*Work to be completed:*
Check each line of the material below for the string "numeric" and reply with how many have it, nothing more.

*Material provided:*
//! Validation and estimation of a single raw account

use super::data::{
    AccountType, ParsedAccount, ACCOUNT_NB, ACCT_TYPE_CD, BALANCE_DT, DATE_FORMATS, OPEN_DT,
    ORIG_LOAN_AM,
};
use super::selector::{select_observations, total_paid_period};
use crate::error::AccountError;
use crate::estimation::GridSearchEstimator;
use chrono::NaiveDate;
use log::trace;
use serde_json::{Map, Value};

/// Turns raw accounts into estimated contract terms
pub struct AccountParser<'a> {
    estimator: &'a GridSearchEstimator,
}

impl<'a> AccountParser<'a> {
    pub fn new(estimator: &'a GridSearchEstimator) -> Self {
        Self { estimator }
    }

    /// Estimate rate, tenure and EMI for one account
    ///
    /// Every failure is reported as an [`AccountError`]; the caller decides
    /// whether to log it, and the batch simply omits the account.
    pub fn parse(&self, account: &Value) -> Result<ParsedAccount, AccountError> {
        let account = account.as_object().ok_or(AccountError::NotAnObject)?;

        let account_id = account_id(account)?;
        let type_code = required(account, ACCT_TYPE_CD)?;
        let open_date = date_field(account, OPEN_DT)?;
        let statement_date = date_field(account, BALANCE_DT)?;
        let principal = principal(account)?;

        let account_type = type_code
            .as_str()
            .and_then(AccountType::from_code)
            .ok_or_else(|| AccountError::InvalidAccountType(display_code(type_code)))?;

        let paid = total_paid_period(open_date, statement_date);
        let observations = select_observations(account, principal as f64, paid);
        if observations.is_empty() {
            return Err(AccountError::NoUsableObservations);
        }

        let fit = self
            .estimator
            .estimate(principal as f64, &observations)
            .ok_or(AccountError::NoFeasibleCandidate)?;
        trace!(
            "account {} ({}, code {}) fitted from {} observations",
            account_id,
            account_type.label(),
            account_type.code(),
            observations.len()
        );

        Ok(ParsedAccount {
            account_id,
            rate: fit.rate,
            tenure: fit.tenure,
            emi: truncate_emi(fit.emi),
        })
    }
}

/// Whole-currency installment; truncates toward zero, never rounds
fn truncate_emi(emi: f64) -> i64 {
    emi.trunc() as i64
}

fn required<'v>(account: &'v Map<String, Value>, field: &'static str) -> Result<&'v Value, AccountError> {
    match account.get(field) {
        None | Some(Value::Null) => Err(AccountError::MissingField(field)),
        Some(value) => Ok(value),
    }
}

fn account_id(account: &Map<String, Value>) -> Result<String, AccountError> {
    match required(account, ACCOUNT_NB)? {
        Value::String(s) => Ok(s.clone()),
        Value::Number(n) => Ok(n.to_string()),
        other => Err(AccountError::invalid(ACCOUNT_NB, format!("expected string or number, got {}", other))),
    }
}

fn display_code(value: &Value) -> String {
    match value {
        Value::String(s) => s.clone(),
        other => other.to_string(),
    }
}

fn date_field(account: &Map<String, Value>, field: &'static str) -> Result<NaiveDate, AccountError> {
    let text = required(account, field)?
        .as_str()
        .ok_or_else(|| AccountError::invalid(field, "expected a date string"))?;

    DATE_FORMATS
        .iter()
        .find_map(|fmt| NaiveDate::parse_from_str(text.trim(), fmt).ok())
        .ok_or_else(|| AccountError::invalid(field, format!("unparseable date {:?}", text)))
}

/// Original principal as a positive integer
///
/// Fractional amounts are truncated toward zero; strings must hold an integer.
fn principal(account: &Map<String, Value>) -> Result<i64, AccountError> {
    let amount = match required(account, ORIG_LOAN_AM)? {
        Value::Number(n) => match n.as_i64() {
            Some(v) => v,
            None => match n.as_f64() {
                Some(f) if f.is_finite() && f.abs() < i64::MAX as f64 => f.trunc() as i64,
                _ => return Err(AccountError::invalid(ORIG_LOAN_AM, format!("out of range: {}", n))),
            },
        },
        Value::String(s) => s
            .trim()
            .parse::<i64>()
            .map_err(|_| AccountError::invalid(ORIG_LOAN_AM, format!("not an integer: {:?}", s)))?,
        other => {
            return Err(AccountError::invalid(ORIG_LOAN_AM, format!("expected a number, got {}", other)))
        }
    };

    if amount <= 0 {
        return Err(AccountError::invalid(ORIG_LOAN_AM, format!("must be positive, got {}", amount)));
    }
    Ok(amount)
}

#[cfg(test)]
mod tests {
    use super::*;
    use crate::amortization::{monthly_rate, payment};
    use serde_json::json;

    fn base_account() -> Value {
        json!({
            "ACCOUNT_NB": 123456,
            "ACCT_TYPE_CD": "1",
            "OPEN_DT": "2019/01/01",
            "BALANCE_DT": "2021/01/01",
            "ORIG_LOAN_AM": 10000,
            "BALANCE_AM_01": 9500,
            "DAYS_PAST_DUE_01": 0
        })
    }

    fn without(mut account: Value, field: &str) -> Value {
        account.as_object_mut().expect("object").remove(field);
        account
    }

    fn with(mut account: Value, field: &str, value: Value) -> Value {
        account.as_object_mut().expect("object").insert(field.to_string(), value);
        account
    }

    #[test]
    fn test_single_observation_account() {
        let estimator = GridSearchEstimator::default();
        let parser = AccountParser::new(&estimator);

        let parsed = parser.parse(&base_account()).expect("estimable");
        assert_eq!(parsed.account_id, "123456");
        assert!(parsed.tenure >= 23);
        assert!(parsed.emi > 0);
        assert!(parsed.rate >= 10.0 && parsed.rate < 40.0);
    }

    #[test]
    fn test_dash_dates_accepted() {
        let estimator = GridSearchEstimator::default();
        let parser = AccountParser::new(&estimator);

        let account = with(base_account(), OPEN_DT, json!("2019-01-01"));
        let account = with(account, BALANCE_DT, json!("2021-01-01"));
        assert_eq!(parser.parse(&account), parser.parse(&base_account()));
    }

    #[test]
    fn test_emi_is_truncated() {
        let estimator = GridSearchEstimator::default();
        let parser = AccountParser::new(&estimator);

        let parsed = parser.parse(&base_account()).expect("estimable");
        let observations = select_observations(
            base_account().as_object().expect("object"),
            10_000.0,
            23,
        );
        let fit = estimator.estimate(10_000.0, &observations).expect("feasible");
        assert_eq!(parsed.emi, fit.emi.trunc() as i64);
        assert_eq!(parsed.rate, fit.rate);
        assert_eq!(parsed.tenure, fit.tenure);
    }

    #[test]
    fn test_truncate_emi_never_rounds() {
        assert_eq!(truncate_emi(386.9), 386);
        assert_eq!(truncate_emi(386.5), 386);
        assert_eq!(truncate_emi(386.328), 386);
        assert_eq!(truncate_emi(1.0), 1);
        assert_eq!(truncate_emi(0.99), 0);
    }

    #[test]
    fn test_emi_truncated_when_fraction_above_half() {
        let estimator = GridSearchEstimator::default();
        let parser = AccountParser::new(&estimator);

        // Balances of a 12,000 loan at 18% over 36 months; the exact EMI is
        // 433.83, so rounding would give 434.
        let account = json!({
            "ACCOUNT_NB": "R-1",
            "ACCT_TYPE_CD": "2",
            "OPEN_DT": "2020/01/01",
            "BALANCE_DT": "2021/01/01",
            "ORIG_LOAN_AM": 12000,
            "BALANCE_AM_01": 8988.762952726349,
            "DAYS_PAST_DUE_01": 0,
            "BALANCE_AM_06": 10418.76089673455,
            "DAYS_PAST_DUE_06": 0,
            "BALANCE_AM_11": 11746.171253568997,
            "DAYS_PAST_DUE_11": 0
        });

        let parsed = parser.parse(&account).expect("estimable");
        assert_eq!(parsed.rate, 18.0);
        assert_eq!(parsed.tenure, 36);

        let exact = payment(monthly_rate(18.0), 36, 12_000.0);
        assert!(exact.fract() >= 0.5);
        assert_eq!(parsed.emi, exact.trunc() as i64);
        assert_ne!(parsed.emi, exact.round() as i64);
    }

    #[test]
    fn test_missing_principal() {
        let estimator = GridSearchEstimator::default();
        let parser = AccountParser::new(&estimator);

        let account = without(base_account(), ORIG_LOAN_AM);
        assert_eq!(parser.parse(&account), Err(AccountError::MissingField(ORIG_LOAN_AM)));
    }

    #[test]
    fn test_principal_forms() {
        let account = with(base_account(), ORIG_LOAN_AM, json!("10000"));
        assert_eq!(principal(account.as_object().unwrap()), Ok(10_000));

        let account = with(base_account(), ORIG_LOAN_AM, json!(10000.9));
        assert_eq!(principal(account.as_object().unwrap()), Ok(10_000));

        for bad in [json!(0), json!(-5), json!(0.4), json!("ten"), json!(true), json!([1])] {
            let account = with(base_account(), ORIG_LOAN_AM, bad.clone());
            assert!(
                matches!(principal(account.as_object().unwrap()), Err(AccountError::InvalidField { .. })),
                "accepted {}",
                bad
            );
        }
    }

    #[test]
    fn test_invalid_account_type() {
        let estimator = GridSearchEstimator::default();
        let parser = AccountParser::new(&estimator);

        let account = with(base_account(), ACCT_TYPE_CD, json!("9"));
        assert_eq!(parser.parse(&account), Err(AccountError::InvalidAccountType("9".to_string())));

        let numeric = with(base_account(), ACCT_TYPE_CD, json!(1));
        assert!(matches!(parser.parse(&numeric), Err(AccountError::InvalidAccountType(_))));

        let auto = with(base_account(), ACCT_TYPE_CD, json!("2"));
        assert!(parser.parse(&auto).is_ok());
    }

    #[test]
    fn test_malformed_fields() {
        let estimator = GridSearchEstimator::default();
        let parser = AccountParser::new(&estimator);

        assert_eq!(parser.parse(&json!([1, 2])), Err(AccountError::NotAnObject));
        assert_eq!(
            parser.parse(&without(base_account(), ACCOUNT_NB)),
            Err(AccountError::MissingField(ACCOUNT_NB))
        );
        assert_eq!(
            parser.parse(&with(base_account(), ACCOUNT_NB, Value::Null)),
            Err(AccountError::MissingField(ACCOUNT_NB))
        );
        assert!(matches!(
            parser.parse(&with(base_account(), OPEN_DT, json!("01/02/2019"))),
            Err(AccountError::InvalidField { field: OPEN_DT, .. })
        ));
        assert!(matches!(
            parser.parse(&with(base_account(), BALANCE_DT, json!(20210101))),
            Err(AccountError::InvalidField { field: BALANCE_DT, .. })
        ));
    }

    #[test]
    fn test_no_usable_observations() {
        let estimator = GridSearchEstimator::default();
        let parser = AccountParser::new(&estimator);

        let delinquent = with(base_account(), "DAYS_PAST_DUE_01", json!(60));
        assert_eq!(parser.parse(&delinquent), Err(AccountError::NoUsableObservations));

        let bare = without(without(base_account(), "BALANCE_AM_01"), "DAYS_PAST_DUE_01");
        assert_eq!(parser.parse(&bare), Err(AccountError::NoUsableObservations));
    }

    #[test]
    fn test_no_feasible_candidate() {
        let estimator = GridSearchEstimator::default();
        let parser = AccountParser::new(&estimator);

        // 2014-01 to 2021-01 is 83 installments, beyond the longest tenure
        let account = with(base_account(), OPEN_DT, json!("2014/01/01"));
        assert_eq!(parser.parse(&account), Err(AccountError::NoFeasibleCandidate));
    }

    #[test]
    fn test_string_account_number_kept_verbatim() {
        let estimator = GridSearchEstimator::default();
        let parser = AccountParser::new(&estimator);

        let account = with(base_account(), ACCOUNT_NB, json!("00042"));
        assert_eq!(parser.parse(&account).expect("estimable").account_id, "00042");
    }
}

*Solution for this problem:*
2